Reinventing these characters deviates from the comic book…the other problem for Samuel L. Jackson is that he is suffering from Jack Nicholson/Robert De Niro syndrome…when the actor is so famous that his own persona overshadows every character he takes on. Al Pacino just shed his membership in that group with his brilliant performance of Dr. Jack Kevorkian on HBO, and that’s what it takes for these Hollywood legends to jump into a role and not be viewed as themselves. This only makes a better platform for the robot fights (though it is still no excuse)…and the robot fights are why you came to the theater in the first place. Double crosses, political espionage, and more than a dash of James Bond add to the intrigue.
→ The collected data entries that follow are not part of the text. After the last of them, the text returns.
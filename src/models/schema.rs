//! Schema-related data models.
//!
//! Descriptors returned by catalog introspection. All of them serialize to
//! the flat shapes exposed by the schema tools and resources.

use schemars::JsonSchema;
use serde::{Deserialize, Serialize};
use std::cmp::Ordering;

/// Default schema when a caller omits one.
pub const DEFAULT_SCHEMA: &str = "dbo";

/// A relational table or view, keyed by (schema, name).
#[derive(Debug, Clone, PartialEq, Eq, Hash, Serialize, Deserialize)]
pub struct TableDescriptor {
    pub schema: String,
    pub name: String,
}

impl TableDescriptor {
    pub fn new(schema: impl Into<String>, name: impl Into<String>) -> Self {
        Self {
            schema: schema.into(),
            name: name.into(),
        }
    }

    /// `schema.name` display form.
    pub fn qualified_name(&self) -> String {
        format!("{}.{}", self.schema, self.name)
    }
}

impl Ord for TableDescriptor {
    fn cmp(&self, other: &Self) -> Ordering {
        (&self.schema, &self.name).cmp(&(&other.schema, &other.name))
    }
}

impl PartialOrd for TableDescriptor {
    fn partial_cmp(&self, other: &Self) -> Option<Ordering> {
        Some(self.cmp(other))
    }
}

/// One column of a table, ordered by ordinal position.
#[derive(Debug, Clone, PartialEq, Serialize, Deserialize)]
pub struct ColumnDescriptor {
    pub name: String,
    pub data_type: String,
    pub is_nullable: bool,
    #[serde(skip_serializing_if = "Option::is_none")]
    pub default_value: Option<String>,
    /// -1 for MAX types
    #[serde(skip_serializing_if = "Option::is_none")]
    pub max_length: Option<i64>,
    #[serde(skip_serializing_if = "Option::is_none")]
    pub numeric_precision: Option<i64>,
    #[serde(skip_serializing_if = "Option::is_none")]
    pub numeric_scale: Option<i64>,
    pub ordinal_position: i64,
}

/// A stored procedure or view. The definition is fetched only on request.
#[derive(Debug, Clone, PartialEq, Serialize, Deserialize)]
pub struct RoutineDescriptor {
    pub schema: String,
    pub name: String,
    #[serde(skip_serializing_if = "Option::is_none")]
    pub definition: Option<String>,
}

/// A DML trigger and the table it belongs to.
#[derive(Debug, Clone, PartialEq, Serialize, Deserialize)]
pub struct TriggerDescriptor {
    pub name: String,
    pub table: String,
    pub schema: String,
    pub is_disabled: bool,
    #[serde(skip_serializing_if = "Option::is_none")]
    pub definition: Option<String>,
}

#[derive(Debug, Clone, PartialEq, Serialize, Deserialize)]
pub struct PrimaryKeyColumn {
    pub column_name: String,
    pub constraint_name: String,
    pub ordinal_position: i64,
}

#[derive(Debug, Clone, PartialEq, Serialize, Deserialize)]
pub struct ForeignKey {
    pub constraint_name: String,
    pub schema: String,
    pub table: String,
    pub column_name: String,
    pub referenced_schema: String,
    pub referenced_table: String,
    pub referenced_column: String,
    /// e.g. NO_ACTION, CASCADE
    pub on_delete: String,
    pub on_update: String,
}

#[derive(Debug, Clone, PartialEq, Serialize, Deserialize)]
pub struct IndexInfo {
    pub index_name: String,
    /// CLUSTERED, NONCLUSTERED, ...
    pub index_type: String,
    pub is_unique: bool,
    pub is_primary_key: bool,
    pub columns: Vec<String>,
}

/// Full description of one table: columns plus keys, indexes and size.
#[derive(Debug, Clone, PartialEq, Serialize, Deserialize)]
pub struct TableDetails {
    pub schema: String,
    pub table: String,
    pub columns: Vec<ColumnDescriptor>,
    pub primary_keys: Vec<PrimaryKeyColumn>,
    pub foreign_keys: Vec<ForeignKey>,
    pub indexes: Vec<IndexInfo>,
    #[serde(skip_serializing_if = "Option::is_none")]
    pub row_count: Option<i64>,
}

/// One parameter of a stored procedure, as reported by the catalog.
#[derive(Debug, Clone, PartialEq, Serialize, Deserialize)]
pub struct ProcedureParameter {
    /// Name without the leading `@`
    pub name: String,
    pub data_type: String,
    /// IN, OUT or INOUT
    pub mode: String,
    #[serde(skip_serializing_if = "Option::is_none")]
    pub max_length: Option<i64>,
    #[serde(skip_serializing_if = "Option::is_none")]
    pub numeric_precision: Option<i64>,
    #[serde(skip_serializing_if = "Option::is_none")]
    pub numeric_scale: Option<i64>,
    pub ordinal_position: i64,
}

impl ProcedureParameter {
    pub fn is_output(&self) -> bool {
        self.mode.eq_ignore_ascii_case("OUT") || self.mode.eq_ignore_ascii_case("INOUT")
    }

    /// Type text usable in a `DECLARE`, e.g. `nvarchar(50)` or `decimal(10,2)`.
    pub fn declared_type(&self) -> String {
        let base = self.data_type.to_ascii_lowercase();
        match base.as_str() {
            "char" | "varchar" | "nchar" | "nvarchar" | "binary" | "varbinary" => {
                match self.max_length {
                    Some(-1) => format!("{base}(max)"),
                    Some(len) if len > 0 => format!("{base}({len})"),
                    _ => base,
                }
            }
            "decimal" | "numeric" => match (self.numeric_precision, self.numeric_scale) {
                (Some(p), Some(s)) => format!("{base}({p},{s})"),
                _ => base,
            },
            _ => base,
        }
    }
}

/// Database-level facts reported by `get_schema` with `object_type = all`.
#[derive(Debug, Clone, PartialEq, Serialize, Deserialize)]
pub struct DatabaseInfo {
    pub database_name: String,
    pub version: String,
    #[serde(skip_serializing_if = "Option::is_none")]
    pub product_version: Option<String>,
    #[serde(skip_serializing_if = "Option::is_none")]
    pub edition: Option<String>,
}

/// Catalog object kinds addressable by resources and definition lookups.
#[derive(Debug, Clone, Copy, PartialEq, Eq, Hash, Serialize, Deserialize, JsonSchema)]
#[serde(rename_all = "lowercase")]
pub enum ObjectKind {
    Tables,
    Views,
    Procedures,
    Triggers,
}

impl ObjectKind {
    pub const ALL: [ObjectKind; 4] = [
        ObjectKind::Tables,
        ObjectKind::Views,
        ObjectKind::Procedures,
        ObjectKind::Triggers,
    ];

    /// Plural URI segment.
    pub fn as_str(&self) -> &'static str {
        match self {
            Self::Tables => "tables",
            Self::Views => "views",
            Self::Procedures => "procedures",
            Self::Triggers => "triggers",
        }
    }

    pub fn singular(&self) -> &'static str {
        match self {
            Self::Tables => "table",
            Self::Views => "view",
            Self::Procedures => "procedure",
            Self::Triggers => "trigger",
        }
    }

    pub fn parse(segment: &str) -> Option<Self> {
        Self::ALL
            .into_iter()
            .find(|k| k.as_str().eq_ignore_ascii_case(segment))
    }
}

#[cfg(test)]
mod tests {
    use super::*;

    fn param(data_type: &str, len: Option<i64>, p: Option<i64>, s: Option<i64>) -> ProcedureParameter {
        ProcedureParameter {
            name: "x".into(),
            data_type: data_type.into(),
            mode: "OUT".into(),
            max_length: len,
            numeric_precision: p,
            numeric_scale: s,
            ordinal_position: 1,
        }
    }

    #[test]
    fn test_table_descriptor_ordering() {
        let mut tables = vec![
            TableDescriptor::new("App", "User"),
            TableDescriptor::new("App", "Client"),
            TableDescriptor::new("Admin", "Zone"),
        ];
        tables.sort();
        let names: Vec<_> = tables.iter().map(|t| t.qualified_name()).collect();
        assert_eq!(names, ["Admin.Zone", "App.Client", "App.User"]);
    }

    #[test]
    fn test_declared_type() {
        assert_eq!(param("nvarchar", Some(50), None, None).declared_type(), "nvarchar(50)");
        assert_eq!(param("VARCHAR", Some(-1), None, None).declared_type(), "varchar(max)");
        assert_eq!(param("decimal", None, Some(10), Some(2)).declared_type(), "decimal(10,2)");
        assert_eq!(param("int", None, Some(10), Some(0)).declared_type(), "int");
    }

    #[test]
    fn test_parameter_mode() {
        assert!(param("int", None, None, None).is_output());
        let mut p = param("int", None, None, None);
        p.mode = "IN".into();
        assert!(!p.is_output());
    }

    #[test]
    fn test_object_kind_parse() {
        assert_eq!(ObjectKind::parse("Views"), Some(ObjectKind::Views));
        assert_eq!(ObjectKind::parse("functions"), None);
        assert_eq!(ObjectKind::Procedures.singular(), "procedure");
    }
}
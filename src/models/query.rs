//! Query-related data models.
//!
//! This module defines bound parameter values and the result-set shape
//! returned by every statement.

use serde::{Deserialize, Serialize};
use serde_json::Value as JsonValue;

/// Default row limit for `query_table` pages.
pub const DEFAULT_PAGE_SIZE: u32 = 100;

/// Rows sampled into a table resource.
pub const RESOURCE_SAMPLE_ROWS: u32 = 5;

/// A single result row, keyed by column name.
pub type Row = serde_json::Map<String, JsonValue>;

/// A parameter value for parameterized statements.
#[derive(Debug, Clone, PartialEq, Serialize, Deserialize)]
#[serde(untagged)]
pub enum QueryParam {
    /// NULL value
    Null,
    /// Boolean value, bound as BIT
    Bool(bool),
    /// Integer value (stored as i64 for maximum range)
    Int(i64),
    /// Floating point value
    Float(f64),
    /// String value, bound as NVARCHAR
    String(String),
}

impl QueryParam {
    /// Check if this parameter is null.
    pub fn is_null(&self) -> bool {
        matches!(self, Self::Null)
    }

    /// Get the type name of this parameter for debugging.
    pub fn type_name(&self) -> &'static str {
        match self {
            Self::Null => "null",
            Self::Bool(_) => "bool",
            Self::Int(_) => "int",
            Self::Float(_) => "float",
            Self::String(_) => "string",
        }
    }
}

/// Arrays and objects have no SQL Server scalar equivalent and are bound as
/// their JSON text, which suits `OPENJSON`/`JSON_VALUE` consumers.
impl From<&JsonValue> for QueryParam {
    fn from(value: &JsonValue) -> Self {
        match value {
            JsonValue::Null => Self::Null,
            JsonValue::Bool(b) => Self::Bool(*b),
            JsonValue::Number(n) => match n.as_i64() {
                Some(i) => Self::Int(i),
                None => Self::Float(n.as_f64().unwrap_or(f64::NAN)),
            },
            JsonValue::String(s) => Self::String(s.clone()),
            other => Self::String(other.to_string()),
        }
    }
}

impl From<i64> for QueryParam {
    fn from(v: i64) -> Self {
        Self::Int(v)
    }
}

impl From<&str> for QueryParam {
    fn from(v: &str) -> Self {
        Self::String(v.to_string())
    }
}

/// One result set produced by a statement.
#[derive(Debug, Clone, Default, PartialEq, Serialize, Deserialize)]
pub struct ResultSet {
    /// Column names in select-list order
    pub columns: Vec<String>,
    pub rows: Vec<Row>,
}

impl ResultSet {
    /// Build a result set from rows, taking column order from the first row.
    pub fn from_rows(rows: Vec<Row>) -> Self {
        let columns = rows
            .first()
            .map(|r| r.keys().cloned().collect())
            .unwrap_or_default();
        Self { columns, rows }
    }

    pub fn row_count(&self) -> usize {
        self.rows.len()
    }

    pub fn is_empty(&self) -> bool {
        self.rows.is_empty()
    }

    /// Keep at most `limit` rows. Returns true if rows were dropped.
    pub fn truncate(&mut self, limit: usize) -> bool {
        if self.rows.len() > limit {
            self.rows.truncate(limit);
            true
        } else {
            false
        }
    }
}

/// Look up a string cell, treating SQL NULL and missing columns alike.
pub fn cell_str(row: &Row, column: &str) -> Option<String> {
    match row.get(column) {
        Some(JsonValue::String(s)) => Some(s.clone()),
        Some(JsonValue::Null) | None => None,
        Some(other) => Some(other.to_string()),
    }
}

/// Look up an integer cell. Decimal cells arrive as strings and are parsed.
pub fn cell_i64(row: &Row, column: &str) -> Option<i64> {
    match row.get(column) {
        Some(JsonValue::Number(n)) => n.as_i64(),
        Some(JsonValue::String(s)) => s.parse().ok(),
        _ => None,
    }
}

/// Look up a BIT cell.
pub fn cell_bool(row: &Row, column: &str) -> bool {
    match row.get(column) {
        Some(JsonValue::Bool(b)) => *b,
        Some(JsonValue::Number(n)) => n.as_i64() == Some(1),
        Some(JsonValue::String(s)) => s.eq_ignore_ascii_case("yes") || s == "1",
        _ => false,
    }
}
/// Every tool the server exposes, in listing order.
pub static TOOLS: &[ToolSpec] = &[
    ToolSpec {
        name: "execute_query",
        description: "Run a SQL statement against master or datamgmt.\nOnly SELECT, INSERT, UPDATE, DELETE and EXEC/EXECUTE are accepted; DDL and server-level commands are rejected.\nUse @name placeholders with a params object, or @P1..@Pn with a params array.\nSELECT returns rows (capped at limit/MAX_ROWS, with truncated flag); EXEC returns result_sets; DML returns affected_rows.",
        args: &[
            TARGET,
            arg("sql", ArgKind::String).required().aliases(&["query"]),
            arg("params", ArgKind::ObjectOrArray).aliases(&["parameters"]),
            arg("limit", ArgKind::Integer).aliases(&["max_rows"]),
        ],
        schema: schema_of::<ExecuteQueryInput>,
    },
    ToolSpec {
        name: "query_table",
        description: "Read one page of rows from a table.\nDefaults: schema dbo, limit 100, offset 0. The result reports has_more when another page exists.",
        args: &[
            TARGET,
            TABLE,
            SCHEMA,
            arg("limit", ArgKind::Integer),
            arg("offset", ArgKind::Integer),
        ],
        schema: schema_of::<QueryTableInput>,
    },
    ToolSpec {
        name: "insert_data",
        description: "Insert one row. data maps column names to values.\nSet return_id to get the new identity value as inserted_id.",
        args: &[
            TARGET,
            TABLE,
            SCHEMA,
            arg("data", ArgKind::Object).required(),
            arg("return_id", ArgKind::Boolean),
        ],
        schema: schema_of::<InsertDataInput>,
    },
    ToolSpec {
        name: "update_data",
        description: "Update rows matching where_clause with the column values in data.\nwhere_clause may use @name placeholders bound from where_params; names must not repeat a data column.",
        args: &[
            TARGET,
            TABLE,
            SCHEMA,
            arg("data", ArgKind::Object).required(),
            WHERE_CLAUSE,
            WHERE_PARAMS,
        ],
        schema: schema_of::<UpdateDataInput>,
    },
    ToolSpec {
        name: "delete_data",
        description: "Delete rows matching where_clause. Requires confirm_delete: true.\nwhere_clause may use @name placeholders bound from where_params.",
        args: &[
            TARGET,
            TABLE,
            SCHEMA,
            WHERE_CLAUSE,
            WHERE_PARAMS,
            arg("confirm_delete", ArgKind::Boolean),
        ],
        schema: schema_of::<DeleteDataInput>,
    },
    ToolSpec {
        name: "get_schema",
        description: "Summarize the catalog of a database.\nobject_type: tables, procedures, triggers, views, relationships (foreign keys) or all (default, also reports database name and version).",
        args: &[
            TARGET,
            arg("object_type", ArgKind::String)
                .aliases(&["schema_type"])
                .allowed(&["tables", "procedures", "triggers", "views", "relationships", "all"]),
        ],
        schema: schema_of::<GetSchemaInput>,
    },
    ToolSpec {
        name: "get_tables",
        description: "List user tables as {schema, name}, sorted by schema then name.",
        args: &[TARGET],
        schema: schema_of::<TargetInput>,
    },
    ToolSpec {
        name: "get_table_schema",
        description: "List a table's columns in ordinal order.\nWith include_details, also returns primary keys, foreign keys, indexes and an approximate row count.",
        args: &[
            TARGET,
            TABLE,
            SCHEMA,
            arg("include_details", ArgKind::Boolean),
        ],
        schema: schema_of::<GetTableSchemaInput>,
    },
    ToolSpec {
        name: "get_stored_procedures",
        description: "List stored procedures as {schema, name}. include_definition adds each procedure's source.",
        args: &[TARGET, INCLUDE_DEFINITION],
        schema: schema_of::<ListObjectsInput>,
    },
    ToolSpec {
        name: "get_triggers",
        description: "List DML triggers as {name, table, schema, is_disabled}. include_definition adds each trigger's source.",
        args: &[TARGET, INCLUDE_DEFINITION],
        schema: schema_of::<ListObjectsInput>,
    },
    ToolSpec {
        name: "get_views",
        description: "List views as {schema, name}. include_definition adds each view's source.",
        args: &[TARGET, INCLUDE_DEFINITION],
        schema: schema_of::<ListObjectsInput>,
    },
    ToolSpec {
        name: "execute_procedure",
        description: "Execute a stored procedure and return all of its result sets.\nparameters maps parameter names to input values. output_parameters names OUTPUT parameters whose final values are returned.",
        args: &[
            TARGET,
            PROCEDURE_NAME,
            SCHEMA,
            arg("parameters", ArgKind::Object),
            arg("output_parameters", ArgKind::Array),
        ],
        schema: schema_of::<ExecuteProcedureInput>,
    },
    ToolSpec {
        name: "get_procedure_info",
        description: "Describe a stored procedure: its parameters (name, type, mode, position) and its definition.",
        args: &[TARGET, PROCEDURE_NAME, SCHEMA],
        schema: schema_of::<GetProcedureInfoInput>,
    },
];

/// Look up a tool by name.
pub fn find(name: &str) -> DbResult<&'static ToolSpec> {
    TOOLS
        .iter()
        .find(|t| t.name == name)
        .ok_or_else(|| DbError::not_found(format!("tool '{name}'")))
}

/// A validated, typed tool invocation.
#[derive(Debug, Clone)]
pub enum OperationRequest {
    ExecuteQuery(ExecuteQueryInput),
    QueryTable(QueryTableInput),
    InsertData(InsertDataInput),
    UpdateData(UpdateDataInput),
    DeleteData(DeleteDataInput),
    GetSchema(GetSchemaInput),
    GetTables(TargetInput),
    GetTableSchema(GetTableSchemaInput),
    GetStoredProcedures(ListObjectsInput),
    GetTriggers(ListObjectsInput),
    GetViews(ListObjectsInput),
    ExecuteProcedure(ExecuteProcedureInput),
    GetProcedureInfo(GetProcedureInfoInput),
}
//! MCP tool implementations.
//!
//! This module contains all database tool handlers:
//! - `query`: execute_query and query_table
//! - `write`: insert_data, update_data and delete_data
//! - `schema`: get_schema, get_tables, get_table_schema and the object listings
//! - `procedure`: execute_procedure and get_procedure_info
//! - `registry`: the tool catalog and argument validation
//! - `sql_validator`: statement gate, WHERE guard and identifier checks

pub mod procedure;
pub mod query;
pub mod registry;
pub mod schema;
pub mod sql_validator;
pub mod write;

pub use procedure::{
    ExecuteProcedureInput, ExecuteProcedureOutput, GetProcedureInfoInput, ProcedureToolHandler,
};
pub use query::{
    ExecuteQueryInput, ExecuteQueryOutput, QueryParams, QueryTableInput, QueryToolHandler,
};
pub use registry::{OperationRequest, TOOLS, ToolSpec};
pub use schema::{
    GetSchemaInput, GetTableSchemaInput, ListObjectsInput, SchemaObjectType, SchemaOverview,
    SchemaToolHandler, TableSchemaOutput, TargetInput,
};
pub use write::{AffectedRows, DeleteDataInput, InsertDataInput, UpdateDataInput, WriteToolHandler};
Tony Stark is now a 007 as well as a private entrepreneur …Hollywood realizing there’s room enough for Bourne identities and shaken-not-stirred competing for audience affections on the big screen. Is he too Hugh Hefner? Too JamesBond? For a purist like this writer, born and raised on Marvel Comics, yes, but will it matter? No, the box office will be huge, and despite the gripes of the purist there’s a lot to like about Iron Man 2. It isn’t The Dark Knight, there’s no Heath Ledger here to mesmerize …but it all works…and the teaser trailer at the very end, after the credits, got as much of a rise out of the audience as the film itself.

Iron Man 2 delivers what it promises, it opens the summer of 2010 with a big bang. Three stars out of four.